GIVEN DATA:

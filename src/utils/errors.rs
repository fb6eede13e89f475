use thiserror::Error;

use crate::api::mindicador::ApiError;
use crate::services::chart_service::ChartError;

/// Errors produced by one conversion submission.
///
/// The first three variants are pre-flight validation failures: they are
/// shown verbatim as localized messages and no network call is made. The
/// wrapped variants are post-flight failures that go through the shared
/// "Ocurrió un error" path with a diagnostic log.
#[derive(Debug, Error)]
pub enum ConversionError {
    #[error("Por favor, ingrese un monto válido en CLP.")]
    InvalidAmount,

    #[error("Por favor, seleccione una moneda para convertir.")]
    MissingCurrency,

    #[error("Moneda no soportada: '{0}'. Escriba `currencies` para ver las disponibles.")]
    UnsupportedCurrency(String),

    #[error(transparent)]
    Api(#[from] ApiError),

    #[error(transparent)]
    Chart(#[from] ChartError),
}

impl ConversionError {
    /// Pre-flight errors abort before any network call and carry their own
    /// user-facing message.
    pub fn is_preflight(&self) -> bool {
        matches!(
            self,
            ConversionError::InvalidAmount
                | ConversionError::MissingCurrency
                | ConversionError::UnsupportedCurrency(_)
        )
    }
}
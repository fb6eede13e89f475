/// A simple text-based table generator for terminal listings
pub struct Table {
    headers: Vec<String>,
    rows: Vec<Vec<String>>,
    col_widths: Vec<usize>,
}

impl Table {
    /// Create a new table with the given headers
    pub fn new(headers: Vec<&str>) -> Self {
        let col_widths = headers.iter().map(|h| h.chars().count()).collect();
        let headers = headers.iter().map(|h| h.to_string()).collect();
        Table {
            headers,
            rows: Vec::new(),
            col_widths,
        }
    }

    /// Add a row to the table
    pub fn add_row(&mut self, row: Vec<&str>) {
        let row_strings: Vec<String> = row.iter().map(|s| s.to_string()).collect();

        // Update column widths if needed
        for (i, col) in row_strings.iter().enumerate() {
            if i < self.col_widths.len() {
                self.col_widths[i] = self.col_widths[i].max(col.chars().count());
            }
        }

        self.rows.push(row_strings);
    }

    /// Render the table as a formatted string
    pub fn render(&self) -> String {
        let mut output = String::new();

        output.push_str(&self.render_row(&self.headers));
        output.push('\n');

        output.push_str(&self.render_separator());
        output.push('\n');

        for row in &self.rows {
            output.push_str(&self.render_row(row));
            output.push('\n');
        }

        output
    }

    /// Render a single row with proper spacing
    fn render_row(&self, row: &[String]) -> String {
        let mut line = String::new();
        for (i, col) in row.iter().enumerate() {
            if i < self.col_widths.len() {
                let width = self.col_widths[i];
                let pad = width.saturating_sub(col.chars().count());
                line.push_str(col);
                line.push_str(&" ".repeat(pad));
                if i < row.len() - 1 {
                    line.push_str(" | ");
                }
            }
        }
        line
    }

    /// Render a separator line
    fn render_separator(&self) -> String {
        let mut line = String::new();
        for (i, &width) in self.col_widths.iter().enumerate() {
            line.push_str(&"-".repeat(width));
            if i < self.col_widths.len() - 1 {
                line.push_str("-+-");
            }
        }
        line
    }
}

#[cfg(test)]
mod tests {
    use super::*;

    #[test]
    fn test_basic_table() {
        let mut table = Table::new(vec!["Código", "Moneda"]);
        table.add_row(vec!["dolar", "Dólar observado"]);
        table.add_row(vec!["euro", "Euro"]);

        let rendered = table.render();
        assert!(rendered.contains("Código"));
        assert!(rendered.contains("dolar"));
        assert!(rendered.contains("Euro"));
    }

    #[test]
    fn test_columns_widen_to_fit_rows() {
        let mut table = Table::new(vec!["A", "B"]);
        table.add_row(vec!["contenido largo", "x"]);

        let rendered = table.render();
        let lines: Vec<&str> = rendered.lines().collect();
        // Header line is padded to the widest cell of each column
        assert!(lines[0].ends_with("| B"));
        assert_eq!(lines[0].chars().count(), "contenido largo | B".chars().count());
    }
}
use std::path::PathBuf;
use tracing::{debug, info, warn};

use crate::api::mindicador::{ApiError, IndicatorResponse, MindicadorClient};
use crate::models::{currency, ConversionOutcome, ConversionRequest, ConversionResult};
use crate::services::chart_service::{self, ChartHandle, HISTORY_DAYS};
use crate::utils::errors::ConversionError;
use crate::utils::format;

/// Drives the submission pipeline: reset, validate, fetch, convert, chart.
///
/// Owns the only mutable state of the application: the live chart handle and
/// the request generation counter. Every submission starts by bumping the
/// generation and disposing the previous chart; a response that belongs to a
/// superseded generation is discarded instead of rendered.
pub struct ConversionController {
    api: MindicadorClient,
    chart_file: PathBuf,
    chart: Option<ChartHandle>,
    generation: u64,
}

impl ConversionController {
    pub fn new(api: MindicadorClient, chart_file: PathBuf) -> Self {
        Self {
            api,
            chart_file,
            chart: None,
            generation: 0,
        }
    }

    /// Parse and check one submission.
    ///
    /// Amount first, currency second; the first failure wins and nothing is
    /// fetched.
    pub fn validate(
        raw_amount: &str,
        raw_currency: &str,
    ) -> Result<ConversionRequest, ConversionError> {
        let amount: f64 = raw_amount
            .trim()
            .parse()
            .map_err(|_| ConversionError::InvalidAmount)?;
        if !amount.is_finite() || amount <= 0.0 {
            return Err(ConversionError::InvalidAmount);
        }

        let code = raw_currency.trim();
        if code.is_empty() {
            return Err(ConversionError::MissingCurrency);
        }
        let spec = currency::find_currency(code)
            .ok_or_else(|| ConversionError::UnsupportedCurrency(code.to_string()))?;

        Ok(ConversionRequest {
            amount_clp: amount,
            currency: spec,
        })
    }

    /// Run one full submission.
    ///
    /// Returns `Ok(None)` when the response belonged to a superseded
    /// submission and was discarded without rendering.
    pub async fn submit(
        &mut self,
        raw_amount: &str,
        raw_currency: &str,
    ) -> Result<Option<ConversionOutcome>, ConversionError> {
        let generation = self.begin_submission();

        let request = Self::validate(raw_amount, raw_currency)?;
        info!(
            "Convirtiendo {} CLP a {}",
            request.amount_clp, request.currency.display_code
        );

        let indicator = self.api.get_indicator(request.currency.api_code).await?;

        self.complete(generation, request, &indicator)
    }

    /// Post-fetch half of the pipeline: staleness check, rate extraction,
    /// conversion and chart render.
    fn complete(
        &mut self,
        generation: u64,
        request: ConversionRequest,
        indicator: &IndicatorResponse,
    ) -> Result<Option<ConversionOutcome>, ConversionError> {
        if !self.is_current(generation) {
            debug!("Respuesta de la generación {} descartada", generation);
            return Ok(None);
        }

        let newest = indicator.serie.first().ok_or(ApiError::EmptySeries)?;
        if newest.valor <= 0.0 {
            return Err(ApiError::Malformed(format!("valor no positivo: {}", newest.valor)).into());
        }
        let rate = newest.valor;

        let converted = request.amount_clp / rate;
        let result = ConversionResult {
            converted_amount: converted,
            display_code: request.currency.display_code,
            formatted: format::format_currency(converted, request.currency),
        };

        let points = chart_service::prepare_history(&indicator.serie, HISTORY_DAYS);
        let chart_path = if points.len() < 2 {
            warn!("Serie con {} punto(s), se omite el gráfico", points.len());
            None
        } else {
            let handle = chart_service::render_history(
                &points,
                request.currency.display_code,
                &self.chart_file,
            )?;
            let path = handle.path().to_path_buf();
            self.chart = Some(handle);
            Some(path)
        };

        Ok(Some(ConversionOutcome {
            request,
            result,
            rate,
            chart_path,
        }))
    }

    /// Step one of every submission, run unconditionally: bump the generation
    /// and dispose the previous chart so no stale surface survives a failed
    /// attempt.
    fn begin_submission(&mut self) -> u64 {
        self.generation += 1;
        if let Some(old) = self.chart.take() {
            old.dispose();
        }
        self.generation
    }

    fn is_current(&self, generation: u64) -> bool {
        self.generation == generation
    }
}

#[cfg(test)]
mod tests {
    use super::*;
    use crate::api::mindicador::IndicatorObservation;
    use chrono::{TimeZone, Utc};

    fn controller() -> ConversionController {
        ConversionController::new(
            MindicadorClient::new(),
            std::env::temp_dir().join("cambio_clp_controller_test.png"),
        )
    }

    fn indicator_with_rates(rates: &[f64]) -> IndicatorResponse {
        let len = rates.len() as u32;
        IndicatorResponse {
            codigo: "dolar".to_string(),
            nombre: "Dólar observado".to_string(),
            unidad_medida: "Pesos".to_string(),
            serie: rates
                .iter()
                .enumerate()
                .map(|(i, &valor)| IndicatorObservation {
                    fecha: Utc
                        .with_ymd_and_hms(2024, 1, len - i as u32, 3, 0, 0)
                        .unwrap(),
                    valor,
                })
                .collect(),
        }
    }

    #[test]
    fn test_validate_rejects_bad_amounts() {
        for raw in ["", "abc", "NaN", "0", "-5", "inf"] {
            let err = ConversionController::validate(raw, "dolar").unwrap_err();
            assert!(
                matches!(err, ConversionError::InvalidAmount),
                "amount {:?} should be invalid",
                raw
            );
        }
    }

    #[test]
    fn test_validate_amount_checked_before_currency() {
        // Both fields are bad; the amount error wins
        let err = ConversionController::validate("abc", "").unwrap_err();
        assert!(matches!(err, ConversionError::InvalidAmount));
    }

    #[test]
    fn test_validate_missing_currency() {
        let err = ConversionController::validate("1000", "  ").unwrap_err();
        assert!(matches!(err, ConversionError::MissingCurrency));
    }

    #[test]
    fn test_validate_unsupported_currency() {
        let err = ConversionController::validate("1000", "uf").unwrap_err();
        match err {
            ConversionError::UnsupportedCurrency(code) => assert_eq!(code, "uf"),
            other => panic!("unexpected error: {:?}", other),
        }
    }

    #[test]
    fn test_conversion_uses_newest_rate() {
        let mut ctl = controller();
        let generation = ctl.begin_submission();
        let request = ConversionController::validate("1000", "dolar").unwrap();

        // Single observation keeps the chart out of the picture
        let indicator = indicator_with_rates(&[500.0]);
        let outcome = ctl
            .complete(generation, request, &indicator)
            .unwrap()
            .expect("current generation must render");

        assert_eq!(outcome.rate, 500.0);
        assert_eq!(outcome.result.converted_amount, 2.0);
        assert_eq!(outcome.result.formatted, "US$2,00");
        assert!(outcome.chart_path.is_none());
    }

    #[test]
    fn test_empty_series_is_an_error() {
        let mut ctl = controller();
        let generation = ctl.begin_submission();
        let request = ConversionController::validate("1000", "dolar").unwrap();

        let indicator = indicator_with_rates(&[]);
        let err = ctl.complete(generation, request, &indicator).unwrap_err();
        assert!(matches!(
            err,
            ConversionError::Api(ApiError::EmptySeries)
        ));
    }

    #[test]
    fn test_non_positive_rate_is_malformed() {
        let mut ctl = controller();
        let generation = ctl.begin_submission();
        let request = ConversionController::validate("1000", "dolar").unwrap();

        let indicator = indicator_with_rates(&[0.0]);
        let err = ctl.complete(generation, request, &indicator).unwrap_err();
        assert!(matches!(err, ConversionError::Api(ApiError::Malformed(_))));
    }

    #[test]
    fn test_stale_generation_is_discarded() {
        let mut ctl = controller();
        let first = ctl.begin_submission();
        let request = ConversionController::validate("1000", "dolar").unwrap();

        // A second submission starts before the first response lands
        let _second = ctl.begin_submission();

        let indicator = indicator_with_rates(&[500.0]);
        let outcome = ctl.complete(first, request, &indicator).unwrap();
        assert!(outcome.is_none());
    }

    #[test]
    fn test_begin_submission_disposes_previous_chart() {
        let mut ctl = controller();
        let leftover = std::env::temp_dir().join("cambio_clp_leftover_chart.png");
        std::fs::write(&leftover, b"png").unwrap();
        ctl.chart = Some(ChartHandle::new(leftover.clone()));

        ctl.begin_submission();

        assert!(ctl.chart.is_none());
        assert!(!leftover.exists());
    }
}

WORK INSTRUCTIONS: Look through the records and gather every line containing "contains".

RESULT:
        assert!(rendered.contains("Código"));
        assert!(rendered.contains("dolar"));
        assert!(rendered.contains("Euro"));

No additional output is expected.